● Task prompt
How many lines of the data include the string "eBGP"? State the number and nothing else.

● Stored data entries
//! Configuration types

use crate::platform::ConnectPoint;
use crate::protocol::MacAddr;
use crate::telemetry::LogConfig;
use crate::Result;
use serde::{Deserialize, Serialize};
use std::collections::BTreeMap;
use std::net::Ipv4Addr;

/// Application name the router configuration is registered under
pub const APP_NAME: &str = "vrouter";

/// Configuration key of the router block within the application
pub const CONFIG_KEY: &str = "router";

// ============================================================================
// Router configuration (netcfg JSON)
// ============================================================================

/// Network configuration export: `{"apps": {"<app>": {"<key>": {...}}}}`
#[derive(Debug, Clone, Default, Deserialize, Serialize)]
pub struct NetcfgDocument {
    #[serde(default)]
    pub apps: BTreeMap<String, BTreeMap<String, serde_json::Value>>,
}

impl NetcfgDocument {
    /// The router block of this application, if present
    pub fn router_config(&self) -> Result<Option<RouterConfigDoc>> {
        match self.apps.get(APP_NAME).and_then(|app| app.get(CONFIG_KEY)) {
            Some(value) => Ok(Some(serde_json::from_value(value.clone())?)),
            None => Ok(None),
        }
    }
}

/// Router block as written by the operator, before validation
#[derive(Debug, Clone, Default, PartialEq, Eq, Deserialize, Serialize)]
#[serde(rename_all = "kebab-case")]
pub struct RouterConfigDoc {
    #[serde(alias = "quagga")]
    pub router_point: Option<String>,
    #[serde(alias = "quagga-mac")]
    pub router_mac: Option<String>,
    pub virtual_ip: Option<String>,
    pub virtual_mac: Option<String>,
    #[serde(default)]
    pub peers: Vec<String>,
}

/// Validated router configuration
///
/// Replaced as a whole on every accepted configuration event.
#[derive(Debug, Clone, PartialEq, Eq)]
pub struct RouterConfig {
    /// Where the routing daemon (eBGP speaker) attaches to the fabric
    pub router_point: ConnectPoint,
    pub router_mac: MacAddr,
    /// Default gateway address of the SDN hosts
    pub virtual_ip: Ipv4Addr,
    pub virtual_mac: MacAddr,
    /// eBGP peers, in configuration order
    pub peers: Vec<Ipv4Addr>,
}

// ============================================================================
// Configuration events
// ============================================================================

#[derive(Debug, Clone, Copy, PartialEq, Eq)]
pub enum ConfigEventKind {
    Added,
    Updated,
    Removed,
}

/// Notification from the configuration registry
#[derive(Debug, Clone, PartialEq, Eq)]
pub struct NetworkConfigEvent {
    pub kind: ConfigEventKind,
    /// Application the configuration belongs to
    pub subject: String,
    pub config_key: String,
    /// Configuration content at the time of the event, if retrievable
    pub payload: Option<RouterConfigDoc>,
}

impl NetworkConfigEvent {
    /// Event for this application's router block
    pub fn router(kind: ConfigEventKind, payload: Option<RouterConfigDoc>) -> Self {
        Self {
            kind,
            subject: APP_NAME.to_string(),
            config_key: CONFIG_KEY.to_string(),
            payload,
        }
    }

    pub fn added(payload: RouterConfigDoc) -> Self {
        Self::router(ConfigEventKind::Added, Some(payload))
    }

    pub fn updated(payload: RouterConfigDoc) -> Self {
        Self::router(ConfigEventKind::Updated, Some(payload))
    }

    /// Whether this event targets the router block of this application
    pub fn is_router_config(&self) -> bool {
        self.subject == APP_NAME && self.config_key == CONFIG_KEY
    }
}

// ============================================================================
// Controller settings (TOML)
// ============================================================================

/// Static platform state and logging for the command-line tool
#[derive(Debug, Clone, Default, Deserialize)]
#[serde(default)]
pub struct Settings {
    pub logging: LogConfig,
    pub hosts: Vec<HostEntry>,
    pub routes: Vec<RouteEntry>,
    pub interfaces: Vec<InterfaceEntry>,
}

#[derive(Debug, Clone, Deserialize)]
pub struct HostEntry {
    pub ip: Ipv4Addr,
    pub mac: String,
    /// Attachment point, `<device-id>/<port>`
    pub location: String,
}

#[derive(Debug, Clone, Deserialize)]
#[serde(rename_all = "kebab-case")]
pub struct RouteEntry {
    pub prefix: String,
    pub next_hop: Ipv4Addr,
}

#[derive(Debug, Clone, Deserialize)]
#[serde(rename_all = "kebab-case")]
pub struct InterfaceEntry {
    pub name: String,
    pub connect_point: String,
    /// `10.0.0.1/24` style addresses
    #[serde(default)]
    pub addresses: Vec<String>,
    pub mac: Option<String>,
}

● Worked solution
2